Your instructions ->
Could you please retype all of the entries exactly as they appear?

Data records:

== Segment start ==

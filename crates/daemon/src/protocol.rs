// SPDX-License-Identifier: BUSL-1.1
// Copyright (c) 2026 Alfred Jean LLC

//! Wire protocol between `erg` and `ergd`.
//!
//! Every message is a 4-byte big-endian length prefix followed by a JSON
//! body. A connection carries exactly one request and one response.

use std::time::Duration;

use erg_core::{ProgressUpdate, Race, RaceId, RaceToken, UserId};
use erg_engine::{ErrorKind, RaceHistoryEntry, RaceSnapshot};
use serde::de::DeserializeOwned;
use serde::{Deserialize, Serialize};
use thiserror::Error;
use tokio::io::{AsyncRead, AsyncReadExt, AsyncWrite, AsyncWriteExt};

/// Bumped whenever a request or response shape changes incompatibly
pub const PROTOCOL_VERSION: &str = "1";

/// Default time allowed for reading or writing one message
pub const DEFAULT_TIMEOUT: Duration = Duration::from_secs(5);

/// Upper bound on a single message body
pub const MAX_MESSAGE_SIZE: usize = 16 * 1024 * 1024;

/// Client requests
#[derive(Debug, Clone, PartialEq, Eq, Serialize, Deserialize)]
#[serde(tag = "type")]
pub enum Request {
    Ping,
    Hello {
        version: String,
    },
    Status,
    Shutdown,
    CreateRace {
        user_id: UserId,
        distance: i64,
    },
    JoinRace {
        token: RaceToken,
        user_id: UserId,
    },
    /// Toggle readiness; marking ready also evaluates the countdown
    SetReady {
        race_id: RaceId,
        user_id: UserId,
        ready: bool,
    },
    EvaluateCountdown {
        race_id: RaceId,
    },
    StartRace {
        race_id: RaceId,
    },
    ReportProgress {
        race_id: RaceId,
        user_id: UserId,
        distance: i64,
    },
    Query {
        query: Query,
    },
}

/// Read-only lookups
#[derive(Debug, Clone, PartialEq, Eq, Serialize, Deserialize)]
#[serde(tag = "type")]
pub enum Query {
    GetRace { token: RaceToken },
    GetRaceById { race_id: RaceId },
    RaceHistory { user_id: UserId },
    ProgressLog { race_id: RaceId },
}

/// Daemon responses
#[derive(Debug, Clone, PartialEq, Eq, Serialize, Deserialize)]
#[serde(tag = "type")]
pub enum Response {
    Ok,
    Pong,
    Hello {
        version: String,
    },
    Status {
        uptime_secs: u64,
        races_waiting: usize,
        races_countdown: usize,
        races_active: usize,
    },
    ShuttingDown,
    RaceCreated {
        race: Race,
    },
    /// Whether this call scheduled the countdown
    Countdown {
        scheduled: bool,
    },
    Race {
        snapshot: RaceSnapshot,
    },
    History {
        races: Vec<RaceHistoryEntry>,
    },
    Progress {
        updates: Vec<ProgressUpdate>,
    },
    Error {
        kind: ErrorKind,
        message: String,
    },
}

#[derive(Debug, Error)]
pub enum ProtocolError {
    #[error("IO error: {0}")]
    Io(#[from] std::io::Error),

    #[error("JSON error: {0}")]
    Json(#[from] serde_json::Error),

    #[error("message of {size} bytes exceeds limit of {max}")]
    MessageTooLarge { size: usize, max: usize },

    #[error("connection closed")]
    ConnectionClosed,

    #[error("timed out")]
    Timeout,
}

/// Serialize a message body (no length prefix)
pub fn encode<T: Serialize>(message: &T) -> Result<Vec<u8>, ProtocolError> {
    Ok(serde_json::to_vec(message)?)
}

/// Deserialize a message body
pub fn decode<T: DeserializeOwned>(bytes: &[u8]) -> Result<T, ProtocolError> {
    Ok(serde_json::from_slice(bytes)?)
}

/// Read one length-prefixed message body
pub async fn read_message<R: AsyncRead + Unpin>(reader: &mut R) -> Result<Vec<u8>, ProtocolError> {
    let mut prefix = [0u8; 4];
    match reader.read_exact(&mut prefix).await {
        Ok(_) => {}
        Err(e) if e.kind() == std::io::ErrorKind::UnexpectedEof => {
            return Err(ProtocolError::ConnectionClosed)
        }
        Err(e) => return Err(e.into()),
    }

    let size = u32::from_be_bytes(prefix) as usize;
    if size > MAX_MESSAGE_SIZE {
        return Err(ProtocolError::MessageTooLarge {
            size,
            max: MAX_MESSAGE_SIZE,
        });
    }

    let mut body = vec![0u8; size];
    reader.read_exact(&mut body).await?;
    Ok(body)
}

/// Write one message body with its length prefix
pub async fn write_message<W: AsyncWrite + Unpin>(
    writer: &mut W,
    body: &[u8],
) -> Result<(), ProtocolError> {
    if body.len() > MAX_MESSAGE_SIZE {
        return Err(ProtocolError::MessageTooLarge {
            size: body.len(),
            max: MAX_MESSAGE_SIZE,
        });
    }
    let len = u32::try_from(body.len()).map_err(|_| ProtocolError::MessageTooLarge {
        size: body.len(),
        max: MAX_MESSAGE_SIZE,
    })?;
    writer.write_all(&len.to_be_bytes()).await?;
    writer.write_all(body).await?;
    writer.flush().await?;
    Ok(())
}

pub async fn read_request<R: AsyncRead + Unpin>(
    reader: &mut R,
    timeout: Duration,
) -> Result<Request, ProtocolError> {
    let body = tokio::time::timeout(timeout, read_message(reader))
        .await
        .map_err(|_| ProtocolError::Timeout)??;
    decode(&body)
}

pub async fn write_response<W: AsyncWrite + Unpin>(
    writer: &mut W,
    response: &Response,
    timeout: Duration,
) -> Result<(), ProtocolError> {
    let body = encode(response)?;
    tokio::time::timeout(timeout, write_message(writer, &body))
        .await
        .map_err(|_| ProtocolError::Timeout)?
}

#[cfg(test)]
#[path = "protocol_tests.rs"]
mod tests;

== Segment end ==

Response box ->
filename crates/daemon/src/protocol.rs
// SPDX-License-Identifier: BUSL-1.1
// Copyright (c) 2026 Alfred Jean LLC

//! Wire protocol between `erg` and `ergd`.
//!
//! Every message is a 4-byte big-endian length prefix followed by a JSON
//! body. A connection carries exactly one request and one response.

use std::time::Duration;

use erg_core::{ProgressUpdate, Race, RaceId, RaceToken, UserId};
use erg_engine::{ErrorKind, RaceHistoryEntry, RaceSnapshot};
use serde::de::DeserializeOwned;
use serde::{Deserialize, Serialize};
use thiserror::Error;
use tokio::io::{AsyncRead, AsyncReadExt, AsyncWrite, AsyncWriteExt};

/// Bumped whenever a request or response shape changes incompatibly
pub const PROTOCOL_VERSION: &str = "1";

/// Default time allowed for reading or writing one message
pub const DEFAULT_TIMEOUT: Duration = Duration::from_secs(5);

/// Upper bound on a single message body
pub const MAX_MESSAGE_SIZE: usize = 16 * 1024 * 1024;

/// Client requests
#[derive(Debug, Clone, PartialEq, Eq, Serialize, Deserialize)]
#[serde(tag = "type")]
pub enum Request {
    Ping,
    Hello {
        version: String,
    },
    Status,
    Shutdown,
    CreateRace {
        user_id: UserId,
        distance: i64,
    },
    JoinRace {
        token: RaceToken,
        user_id: UserId,
    },
    /// Toggle readiness; marking ready also evaluates the countdown
    SetReady {
        race_id: RaceId,
        user_id: UserId,
        ready: bool,
    },
    EvaluateCountdown {
        race_id: RaceId,
    },
    StartRace {
        race_id: RaceId,
    },
    ReportProgress {
        race_id: RaceId,
        user_id: UserId,
        distance: i64,
    },
    Query {
        query: Query,
    },
}

/// Read-only lookups
#[derive(Debug, Clone, PartialEq, Eq, Serialize, Deserialize)]
#[serde(tag = "type")]
pub enum Query {
    GetRace { token: RaceToken },
    GetRaceById { race_id: RaceId },
    RaceHistory { user_id: UserId },
    ProgressLog { race_id: RaceId },
}

/// Daemon responses
#[derive(Debug, Clone, PartialEq, Eq, Serialize, Deserialize)]
#[serde(tag = "type")]
pub enum Response {
    Ok,
    Pong,
    Hello {
        version: String,
    },
    Status {
        uptime_secs: u64,
        races_waiting: usize,
        races_countdown: usize,
        races_active: usize,
    },
    ShuttingDown,
    RaceCreated {
        race: Race,
    },
    /// Whether this call scheduled the countdown
    Countdown {
        scheduled: bool,
    },
    Race {
        snapshot: RaceSnapshot,
    },
    History {
        races: Vec<RaceHistoryEntry>,
    },
    Progress {
        updates: Vec<ProgressUpdate>,
    },
    Error {
        kind: ErrorKind,
        message: String,
    },
}

#[derive(Debug, Error)]
pub enum ProtocolError {
    #[error("IO error: {0}")]
    Io(#[from] std::io::Error),

    #[error("JSON error: {0}")]
    Json(#[from] serde_json::Error),

    #[error("message of {size} bytes exceeds limit of {max}")]
    MessageTooLarge { size: usize, max: usize },

    #[error("connection closed")]
    ConnectionClosed,

    #[error("timed out")]
    Timeout,
}

/// Serialize a message body (no length prefix)
pub fn encode<T: Serialize>(message: &T) -> Result<Vec<u8>, ProtocolError> {
    Ok(serde_json::to_vec(message)?)
}

/// Deserialize a message body
pub fn decode<T: DeserializeOwned>(bytes: &[u8]) -> Result<T, ProtocolError> {
    Ok(serde_json::from_slice(bytes)?)
}

/// Read one length-prefixed message body
pub async fn read_message<R: AsyncRead + Unpin>(reader: &mut R) -> Result<Vec<u8>, ProtocolError> {
    let mut prefix = [0u8; 4];
    match reader.read_exact(&mut prefix).await {
        Ok(_) => {}
        Err(e) if e.kind() == std::io::ErrorKind::UnexpectedEof => {
            return Err(ProtocolError::ConnectionClosed)
        }
        Err(e) => return Err(e.into()),
    }

    let size = u32::from_be_bytes(prefix) as usize;
    if size > MAX_MESSAGE_SIZE {
        return Err(ProtocolError::MessageTooLarge {
            size,
            max: MAX_MESSAGE_SIZE,
        });
    }

    let mut body = vec![0u8; size];
    reader.read_exact(&mut body).await?;
    Ok(body)
}

/// Write one message body with its length prefix
pub async fn write_message<W: AsyncWrite + Unpin>(
    writer: &mut W,
    body: &[u8],
) -> Result<(), ProtocolError> {
    if body.len() > MAX_MESSAGE_SIZE {
        return Err(ProtocolError::MessageTooLarge {
            size: body.len(),
            max: MAX_MESSAGE_SIZE,
        });
    }
    let len = u32::try_from(body.len()).map_err(|_| ProtocolError::MessageTooLarge {
        size: body.len(),
        max: MAX_MESSAGE_SIZE,
    })?;
    writer.write_all(&len.to_be_bytes()).await?;
    writer.write_all(body).await?;
    writer.flush().await?;
    Ok(())
}

pub async fn read_request<R: AsyncRead + Unpin>(
    reader: &mut R,
    timeout: Duration,
) -> Result<Request, ProtocolError> {
    let body = tokio::time::timeout(timeout, read_message(reader))
        .await
        .map_err(|_| ProtocolError::Timeout)??;
    decode(&body)
}

pub async fn write_response<W: AsyncWrite + Unpin>(
    writer: &mut W,
    response: &Response,
    timeout: Duration,
) -> Result<(), ProtocolError> {
    let body = encode(response)?;
    tokio::time::timeout(timeout, write_message(writer, &body))
        .await
        .map_err(|_| ProtocolError::Timeout)?
}

#[cfg(test)]
#[path = "protocol_tests.rs"]
mod tests;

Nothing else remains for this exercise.